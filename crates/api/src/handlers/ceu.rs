//! Learner-facing CEU workflow: module progress, quiz gate, evaluation, and
//! certificate issuance.
//!
//! Evaluation and issuance are two separate client calls. The evaluation
//! write leaves a durable `evaluation_completed` flag, and both calls are
//! safe to retry.

use axum::extract::{Path, State};
use axum::http::StatusCode;
use axum::response::IntoResponse;
use axum::Json;
use chrono::Utc;
use interpret_core::ceu::certificate::{issuance_timestamps, require_evaluation, validate_issue_action};
use interpret_core::ceu::evaluation::EvaluationSubmission;
use interpret_core::ceu::lifecycle::{
    check_evaluation_eligibility, derive_state, quiz_passed, validate_quiz_score, LifecycleState,
};
use interpret_core::error::CoreError;
use interpret_core::types::DbId;
use interpret_db::models::certificate::{Certificate, NewCertificate};
use interpret_db::models::evaluation::Evaluation;
use interpret_db::models::progress::ModuleProgress;
use interpret_db::models::skill_module::SkillModule;
use interpret_db::repositories::{
    CertificateRepo, EvaluationRepo, ProgressRepo, SkillModuleRepo,
};
use interpret_events::{PlatformEvent, EVENT_CERTIFICATE_ISSUED, EVENT_QUIZ_PASSED};
use serde::{Deserialize, Serialize};

use crate::error::{AppError, AppResult};
use crate::middleware::auth::AuthUser;
use crate::response::DataResponse;
use crate::state::AppState;

// ---------------------------------------------------------------------------
// Request / response types
// ---------------------------------------------------------------------------

#[derive(Debug, Deserialize)]
pub struct StartModuleRequest {
    pub module_id: DbId,
}

#[derive(Debug, Deserialize)]
pub struct QuizResultRequest {
    pub score: i32,
}

#[derive(Debug, Serialize)]
pub struct QuizResultResponse {
    pub progress: ModuleProgress,
    /// Whether this attempt met the pass mark.
    pub passed: bool,
    pub passing_score: i32,
}

#[derive(Debug, Serialize)]
pub struct LifecycleStatusResponse {
    pub module_id: DbId,
    pub state: LifecycleState,
    pub progress: Option<ModuleProgress>,
    pub certificate: Option<Certificate>,
}

#[derive(Debug, Serialize)]
pub struct EvaluationResponse {
    pub evaluation: Evaluation,
}

#[derive(Debug, Deserialize)]
pub struct IssueCertificateRequest {
    pub action: String,
    pub module_id: DbId,
    pub evaluation_id: DbId,
}

#[derive(Debug, Serialize)]
pub struct IssueCertificateResponse {
    pub success: bool,
    pub certificate: Certificate,
    /// `true` when this call returned a certificate issued earlier.
    pub already_issued: bool,
}

// ---------------------------------------------------------------------------
// Modules and progress
// ---------------------------------------------------------------------------

/// GET /api/v1/ceu/modules
pub async fn list_modules(
    _user: AuthUser,
    State(state): State<AppState>,
) -> AppResult<impl IntoResponse> {
    let modules = SkillModuleRepo::list_active(&state.pool).await?;
    Ok(Json(DataResponse { data: modules }))
}

/// POST /api/v1/ceu/progress
///
/// Start a module, or return the caller's open attempt. 201 when a new
/// attempt was created.
pub async fn start_module(
    user: AuthUser,
    State(state): State<AppState>,
    Json(input): Json<StartModuleRequest>,
) -> AppResult<impl IntoResponse> {
    let module = find_module(&state, input.module_id).await?;
    if !module.is_active {
        return Err(AppError::Core(CoreError::Validation(format!(
            "Module {} is not active",
            module.id
        ))));
    }

    user.ensure_profile(&state).await?;
    let (progress, created) = ProgressRepo::start(&state.pool, user.user_id, module.id).await?;

    if created {
        tracing::info!(
            user_id = %user.user_id,
            module_id = %module.id,
            progress_id = %progress.id,
            "Module started",
        );
    }

    let status = if created { StatusCode::CREATED } else { StatusCode::OK };
    Ok((status, Json(DataResponse { data: progress })))
}

/// POST /api/v1/ceu/progress/{id}/quiz
///
/// Record a quiz attempt against the caller's progress record.
pub async fn record_quiz_result(
    user: AuthUser,
    State(state): State<AppState>,
    Path(progress_id): Path<DbId>,
    Json(input): Json<QuizResultRequest>,
) -> AppResult<impl IntoResponse> {
    validate_quiz_score(input.score)?;

    let progress = find_own_progress(&state, user.user_id, progress_id).await?;
    let module = find_module(&state, progress.module_id).await?;

    let passed = quiz_passed(input.score, module.passing_score);

    let (progress, was_passed) =
        ProgressRepo::record_quiz(&state.pool, progress.id, input.score, passed)
            .await?
            .ok_or(AppError::Core(CoreError::NotFound {
                entity: "ModuleProgress",
                id: progress_id,
            }))?;

    tracing::info!(
        user_id = %user.user_id,
        progress_id = %progress.id,
        score = input.score,
        passed,
        "Quiz result recorded",
    );

    if passed && !was_passed {
        state.event_bus.publish(
            PlatformEvent::new(EVENT_QUIZ_PASSED)
                .with_source("progress", progress.id)
                .with_actor(user.user_id)
                .with_payload(serde_json::json!({
                    "module_id": module.id,
                    "module_title": module.title,
                })),
        );
    }

    Ok(Json(DataResponse {
        data: QuizResultResponse {
            progress,
            passed,
            passing_score: module.passing_score,
        },
    }))
}

/// GET /api/v1/ceu/modules/{module_id}/status
///
/// Position of the caller in the certification lifecycle for one module.
pub async fn lifecycle_status(
    user: AuthUser,
    State(state): State<AppState>,
    Path(module_id): Path<DbId>,
) -> AppResult<impl IntoResponse> {
    let progress = ProgressRepo::find_latest(&state.pool, user.user_id, module_id).await?;
    let certificate =
        CertificateRepo::find_latest_for_module(&state.pool, user.user_id, module_id).await?;

    let state_now = derive_state(
        progress.as_ref().map(ModuleProgress::snapshot).as_ref(),
        certificate.as_ref().map(Certificate::snapshot).as_ref(),
    );

    Ok(Json(DataResponse {
        data: LifecycleStatusResponse {
            module_id,
            state: state_now,
            progress,
            certificate,
        },
    }))
}

// ---------------------------------------------------------------------------
// Evaluation
// ---------------------------------------------------------------------------

/// POST /api/v1/ceu/evaluation
///
/// Record the post-quiz evaluation. Returns `{ "evaluation": ... }` with 201
/// on first submission and 200 when the same progress record was already
/// evaluated (the stored evaluation is returned unchanged).
pub async fn submit_evaluation(
    user: AuthUser,
    State(state): State<AppState>,
    Json(input): Json<EvaluationSubmission>,
) -> AppResult<impl IntoResponse> {
    if input.user_id != user.user_id {
        return Err(AppError::Core(CoreError::Forbidden(
            "Cannot submit an evaluation for another user".into(),
        )));
    }

    let evaluation = input.into_validated()?;

    let progress = ProgressRepo::find_by_id(&state.pool, evaluation.progress_id)
        .await?
        .filter(|p| p.user_id == evaluation.user_id && p.module_id == evaluation.module_id)
        .ok_or_else(|| {
            AppError::Core(CoreError::PreconditionFailed(
                "progress record does not match this user and module".into(),
            ))
        })?;
    check_evaluation_eligibility(&progress.snapshot())?;

    let (stored, created) = EvaluationRepo::submit(&state.pool, &evaluation).await?;

    tracing::info!(
        user_id = %stored.user_id,
        module_id = %stored.module_id,
        evaluation_id = %stored.id,
        created,
        average_rating = evaluation.ratings.average(),
        "Evaluation recorded",
    );

    let status = if created { StatusCode::CREATED } else { StatusCode::OK };
    Ok((status, Json(EvaluationResponse { evaluation: stored })))
}

// ---------------------------------------------------------------------------
// Certificates
// ---------------------------------------------------------------------------

/// POST /api/v1/ceu/certificate
///
/// Issue the certificate for a completed evaluation. Idempotent per
/// evaluation: a repeat call returns the existing certificate with
/// `already_issued: true`.
pub async fn issue_certificate(
    user: AuthUser,
    State(state): State<AppState>,
    Json(input): Json<IssueCertificateRequest>,
) -> AppResult<impl IntoResponse> {
    validate_issue_action(&input.action)?;

    let evaluation = require_evaluation(
        EvaluationRepo::find_by_id(&state.pool, input.evaluation_id).await?,
        user.user_id,
        input.module_id,
    )?;

    let module = find_module(&state, input.module_id).await?;

    let (certificate, created) = write_certificate(&state, &evaluation, &module)
        .await
        .map_err(|e| AppError::CertificateGeneration(e.to_string()))?;

    if created {
        tracing::info!(
            user_id = %user.user_id,
            module_id = %module.id,
            certificate_id = %certificate.id,
            certificate_number = %certificate.certificate_number,
            "Certificate issued",
        );
        state.event_bus.publish(
            PlatformEvent::new(EVENT_CERTIFICATE_ISSUED)
                .with_source("certificate", certificate.id)
                .with_actor(user.user_id)
                .with_payload(serde_json::json!({
                    "certificate_number": certificate.certificate_number,
                    "module_id": module.id,
                })),
        );
    }

    let status = if created { StatusCode::CREATED } else { StatusCode::OK };
    Ok((
        status,
        Json(IssueCertificateResponse {
            success: true,
            certificate,
            already_issued: !created,
        }),
    ))
}

/// GET /api/v1/ceu/certificates
pub async fn list_my_certificates(
    user: AuthUser,
    State(state): State<AppState>,
) -> AppResult<impl IntoResponse> {
    let certificates = CertificateRepo::list_for_user(&state.pool, user.user_id).await?;
    Ok(Json(DataResponse { data: certificates }))
}

// ---------------------------------------------------------------------------
// Helpers
// ---------------------------------------------------------------------------

async fn find_module(state: &AppState, module_id: DbId) -> AppResult<SkillModule> {
    SkillModuleRepo::find_by_id(&state.pool, module_id)
        .await?
        .ok_or(AppError::Core(CoreError::NotFound {
            entity: "SkillModule",
            id: module_id,
        }))
}

/// Load a progress record owned by `user_id`. Records of other users are
/// reported as missing.
async fn find_own_progress(
    state: &AppState,
    user_id: DbId,
    progress_id: DbId,
) -> AppResult<ModuleProgress> {
    ProgressRepo::find_by_id(&state.pool, progress_id)
        .await?
        .filter(|p| p.user_id == user_id)
        .ok_or(AppError::Core(CoreError::NotFound {
            entity: "ModuleProgress",
            id: progress_id,
        }))
}

/// Snapshot the module onto a new certificate row (or fetch the existing
/// one for this evaluation).
async fn write_certificate(
    state: &AppState,
    evaluation: &Evaluation,
    module: &SkillModule,
) -> Result<(Certificate, bool), sqlx::Error> {
    let assessment_score = ProgressRepo::find_by_id(&state.pool, evaluation.progress_id)
        .await?
        .and_then(|p| p.quiz_score);

    let (issued_at, completed_at) = issuance_timestamps(Utc::now(), evaluation.submitted_at);

    let new_certificate = NewCertificate {
        user_id: evaluation.user_id,
        module_id: module.id,
        evaluation_id: evaluation.id,
        title: module.title.clone(),
        description: module.description.clone(),
        learning_objectives: module.learning_objectives.clone(),
        ceu_value: module.ceu_value,
        rid_category: module.rid_category.clone(),
        rid_subcategory: module.rid_subcategory.clone(),
        rid_activity_type: module.rid_activity_type.clone(),
        sponsor_number: state.config.sponsor_number.clone(),
        completed_at,
        issued_at,
        assessment_score,
    };

    CertificateRepo::issue(&state.pool, &new_certificate).await
}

◆ ◆ ◆ ◆ ◆

:: EXERCISE AIM ::
In the listing above, find the line containing "calls. The evaluation" and the line containing "use crate::state::AppState;". Output them and every line between, exactly, and nothing else.

:: EXPECTED ANSWER ::
//! Evaluation and issuance are two separate client calls. The evaluation
//! write leaves a durable `evaluation_completed` flag, and both calls are
//! safe to retry.

use axum::extract::{Path, State};
use axum::http::StatusCode;
use axum::response::IntoResponse;
use axum::Json;
use chrono::Utc;
use interpret_core::ceu::certificate::{issuance_timestamps, require_evaluation, validate_issue_action};
use interpret_core::ceu::evaluation::EvaluationSubmission;
use interpret_core::ceu::lifecycle::{
    check_evaluation_eligibility, derive_state, quiz_passed, validate_quiz_score, LifecycleState,
};
use interpret_core::error::CoreError;
use interpret_core::types::DbId;
use interpret_db::models::certificate::{Certificate, NewCertificate};
use interpret_db::models::evaluation::Evaluation;
use interpret_db::models::progress::ModuleProgress;
use interpret_db::models::skill_module::SkillModule;
use interpret_db::repositories::{
    CertificateRepo, EvaluationRepo, ProgressRepo, SkillModuleRepo,
};
use interpret_events::{PlatformEvent, EVENT_CERTIFICATE_ISSUED, EVENT_QUIZ_PASSED};
use serde::{Deserialize, Serialize};

use crate::error::{AppError, AppResult};
use crate::middleware::auth::AuthUser;
use crate::response::DataResponse;
use crate::state::AppState;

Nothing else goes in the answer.